• [Activity]: Write down exactly the lines of the records below, beginning with the first and ending with the line that includes "let params = (raw.get()".

[Data items]
————

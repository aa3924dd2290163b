use crate::error::{CdpError, CdpResult};
use crate::protocol::{encode_command, RawPayload};
use serde::Serialize;
use serde_json::value::RawValue;
use tokio::sync::oneshot;

/// Outcome delivered to the caller of a command.
pub(crate) type CommandOutcome = CdpResult<RawPayload>;

/// One outbound request: method, encoded params and the id it travels under.
#[derive(Debug, Clone)]
pub(crate) struct Command {
    id: u64,
    method: String,
    params: Option<Box<RawValue>>,
}

impl Command {
    /// Builds a command, encoding `params` up front so an unserializable
    /// payload is rejected before anything is registered or written.
    /// A payload encoding to `null` (e.g. `None`) is sent without `params`.
    pub(crate) fn new<P: Serialize>(id: u64, method: &str, params: &P) -> CdpResult<Self> {
        if method.is_empty() {
            return Err(CdpError::InvalidMethod(method.to_string()));
        }

        let raw = serde_json::value::to_raw_value(params)?;
        let params = (raw.get() != "null").then_some(raw);

        Ok(Self {
            id,
            method: method.to_string(),
            params,
        })
    }

    pub(crate) fn id(&self) -> u64 {
        self.id
    }

    pub(crate) fn method(&self) -> &str {
        &self.method
    }

    pub(crate) fn params(&self) -> Option<&RawValue> {
        self.params.as_deref()
    }

    pub(crate) fn encode(&self) -> CdpResult<String> {
        encode_command(self.id, &self.method, self.params())
    }

    /// Splits off the completion pair: the resolver goes into the pending
    /// table, the caller keeps the [`Completion`].
    pub(crate) fn completion(&self) -> (PendingCommand, Completion) {
        let (tx, rx) = oneshot::channel();
        (
            PendingCommand {
                method: self.method.clone(),
                done: tx,
            },
            Completion(rx),
        )
    }
}

/// The table-side half of an in-flight command. Resolving consumes it, so a
/// command can be resolved at most once.
#[derive(Debug)]
pub(crate) struct PendingCommand {
    method: String,
    done: oneshot::Sender<CommandOutcome>,
}

impl PendingCommand {
    pub(crate) fn method(&self) -> &str {
        &self.method
    }

    pub(crate) fn resolve(self, outcome: CommandOutcome) {
        // The caller may have given up (timeout or dropped future).
        let _ = self.done.send(outcome);
    }
}

/// The caller-side half: awaits exactly one outcome.
#[derive(Debug)]
pub(crate) struct Completion(oneshot::Receiver<CommandOutcome>);

impl Completion {
    pub(crate) async fn wait(self) -> CommandOutcome {
        match self.0.await {
            Ok(outcome) => outcome,
            Err(_) => Err(CdpError::disconnected("command dropped without a response")),
        }
    }
}

#[cfg(test)]
mod tests {
    use super::*;
    use crate::protocol::NoParams;
    use serde_json::json;
    use std::collections::HashMap;

    #[test]
    fn test_command_encodes_params() {
        let command = Command::new(1, "Foo.bar", &json!({"x": 1})).unwrap();
        assert_eq!(command.id(), 1);
        assert_eq!(command.method(), "Foo.bar");
        assert_eq!(
            command.encode().unwrap(),
            r#"{"id":1,"method":"Foo.bar","params":{"x":1}}"#
        );
    }

    #[test]
    fn test_null_params_are_omitted() {
        let command = Command::new(2, "Foo.baz", &None::<u8>).unwrap();
        assert!(command.params().is_none());
        assert_eq!(command.encode().unwrap(), r#"{"id":2,"method":"Foo.baz"}"#);

        let command = Command::new(3, "Page.enable", &NoParams {}).unwrap();
        assert_eq!(command.params().map(|p| p.get()), Some("{}"));
    }

    #[test]
    fn test_empty_method_is_rejected() {
        assert!(matches!(
            Command::new(1, "", &NoParams {}),
            Err(CdpError::InvalidMethod(_))
        ));
    }

    #[test]
    fn test_unserializable_params_are_rejected() {
        let mut params = HashMap::new();
        params.insert(vec![1u8], 1u8);
        assert!(matches!(
            Command::new(1, "Foo.bar", &params),
            Err(CdpError::Json(_))
        ));
    }

    #[tokio::test]
    async fn test_completion_receives_single_outcome() {
        let command = Command::new(7, "Foo.bar", &NoParams {}).unwrap();
        let (pending, completion) = command.completion();
        assert_eq!(pending.method(), "Foo.bar");

        pending.resolve(RawPayload::from_serialize(&json!({"y": 2})));
        let payload = completion.wait().await.unwrap();
        assert_eq!(payload.get(), r#"{"y":2}"#);
    }

    #[tokio::test]
    async fn test_dropped_resolver_reports_disconnect() {
        let command = Command::new(8, "Foo.bar", &NoParams {}).unwrap();
        let (pending, completion) = command.completion();
        drop(pending);

        assert!(matches!(
            completion.wait().await,
            Err(CdpError::Disconnected { .. })
        ));
    }
}
//! Wire codec: outbound commands are encoded to JSON text, inbound frames are
//! decoded into an [`Envelope`]. Params and results stay raw JSON so the core
//! never needs to know any domain's record shapes.

use crate::error::{CdpError, CdpResult};
use serde::de::DeserializeOwned;
use serde::{Deserialize, Serialize};
use serde_json::value::RawValue;
use serde_json::Value;
use std::fmt;

/// An undecoded JSON payload, exactly as it appeared on the wire.
#[derive(Clone)]
pub struct RawPayload(Box<RawValue>);

impl RawPayload {
    pub fn new(raw: Box<RawValue>) -> Self {
        Self(raw)
    }

    /// Serializes `value` into a raw payload.
    pub fn from_serialize<T: Serialize + ?Sized>(value: &T) -> CdpResult<Self> {
        Ok(Self(serde_json::value::to_raw_value(value)?))
    }

    fn null() -> CdpResult<Self> {
        Ok(Self(RawValue::from_string("null".to_owned())?))
    }

    /// The JSON text of the payload.
    pub fn get(&self) -> &str {
        self.0.get()
    }

    pub fn is_null(&self) -> bool {
        self.get() == "null"
    }

    /// Decodes the payload into the record type the caller expects for it.
    pub fn decode<T: DeserializeOwned>(&self) -> CdpResult<T> {
        Ok(serde_json::from_str(self.get())?)
    }

    pub fn to_value(&self) -> CdpResult<Value> {
        self.decode()
    }

    pub fn into_inner(self) -> Box<RawValue> {
        self.0
    }
}

impl fmt::Debug for RawPayload {
    fn fmt(&self, f: &mut fmt::Formatter<'_>) -> fmt::Result {
        f.write_str(self.get())
    }
}

impl fmt::Display for RawPayload {
    fn fmt(&self, f: &mut fmt::Formatter<'_>) -> fmt::Result {
        f.write_str(self.get())
    }
}

impl PartialEq for RawPayload {
    fn eq(&self, other: &Self) -> bool {
        self.get() == other.get()
    }
}

/// The `error` member of a failed response.
#[derive(Debug, Deserialize, Clone, PartialEq)]
pub struct RemoteError {
    #[serde(default = "RemoteError::unknown_code")]
    pub code: i64,
    #[serde(default = "RemoteError::unknown_message")]
    pub message: String,
    #[serde(default)]
    pub data: Option<Value>,
}

impl RemoteError {
    fn unknown_code() -> i64 {
        -1
    }

    fn unknown_message() -> String {
        "Unknown CDP error".to_string()
    }
}

impl From<RemoteError> for CdpError {
    fn from(err: RemoteError) -> Self {
        CdpError::ProtocolError {
            code: err.code,
            message: err.message,
            data: err.data.map(|data| match data {
                Value::String(text) => text,
                other => other.to_string(),
            }),
        }
    }
}

#[derive(Debug, Serialize, Clone)]
pub struct WsCommand<'a> {
    pub id: u64,
    pub method: &'a str,
    #[serde(skip_serializing_if = "Option::is_none")]
    pub params: Option<&'a RawValue>,
}

/// Parameter placeholder for commands that take none; encodes as `{}`.
#[derive(Debug, Serialize, Clone, Copy, Default)]
pub struct NoParams {}

#[derive(Debug, Deserialize)]
#[serde(rename_all = "camelCase")]
struct WireFrame {
    id: Option<u64>,
    method: Option<String>,
    params: Option<Box<RawValue>>,
    result: Option<Box<RawValue>>,
    error: Option<RemoteError>,
    session_id: Option<String>,
}

#[derive(Debug, Clone)]
pub struct Response {
    pub id: u64,
    pub outcome: Result<RawPayload, RemoteError>,
}

#[derive(Debug, Clone)]
pub struct Notification {
    pub method: String,
    pub params: RawPayload,
    pub session_id: Option<String>,
}

impl Notification {
    /// Domain part of the method name, e.g. `Network` for `Network.requestWillBeSent`.
    pub fn domain(&self) -> &str {
        self.method
            .split_once('.')
            .map_or(self.method.as_str(), |(domain, _)| domain)
    }
}

/// One decoded inbound frame.
#[derive(Debug, Clone)]
pub enum Envelope {
    Response(Response),
    Notification(Notification),
}

pub fn encode_command(id: u64, method: &str, params: Option<&RawValue>) -> CdpResult<String> {
    let cmd = WsCommand { id, method, params };
    Ok(serde_json::to_string(&cmd)?)
}

/// Classifies a frame: anything carrying `id` is a response, otherwise it must
/// carry `method` to be a notification.
pub fn decode_frame(text: &str) -> CdpResult<Envelope> {
    let frame: WireFrame = serde_json::from_str(text)?;

    if let Some(id) = frame.id {
        let outcome = match (frame.error, frame.result) {
            (Some(error), _) => Err(error),
            (None, Some(result)) => Ok(RawPayload::new(result)),
            (None, None) => Ok(RawPayload::null()?),
        };
        return Ok(Envelope::Response(Response { id, outcome }));
    }

    match frame.method {
        Some(method) if !method.is_empty() => {
            let params = match frame.params {
                Some(params) => RawPayload::new(params),
                None => RawPayload::null()?,
            };
            Ok(Envelope::Notification(Notification {
                method,
                params,
                session_id: frame.session_id,
            }))
        }
        _ => Err(CdpError::MalformedFrame(
            "frame carries neither an id nor a method".to_string(),
        )),
    }
}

————

• [Exercise result]:
repository aa3924dd2290163b
use crate::error::{CdpError, CdpResult};
use crate::protocol::{encode_command, RawPayload};
use serde::Serialize;
use serde_json::value::RawValue;
use tokio::sync::oneshot;

/// Outcome delivered to the caller of a command.
pub(crate) type CommandOutcome = CdpResult<RawPayload>;

/// One outbound request: method, encoded params and the id it travels under.
#[derive(Debug, Clone)]
pub(crate) struct Command {
    id: u64,
    method: String,
    params: Option<Box<RawValue>>,
}

impl Command {
    /// Builds a command, encoding `params` up front so an unserializable
    /// payload is rejected before anything is registered or written.
    /// A payload encoding to `null` (e.g. `None`) is sent without `params`.
    pub(crate) fn new<P: Serialize>(id: u64, method: &str, params: &P) -> CdpResult<Self> {
        if method.is_empty() {
            return Err(CdpError::InvalidMethod(method.to_string()));
        }

        let raw = serde_json::value::to_raw_value(params)?;
        let params = (raw.get() != "null").then_some(raw);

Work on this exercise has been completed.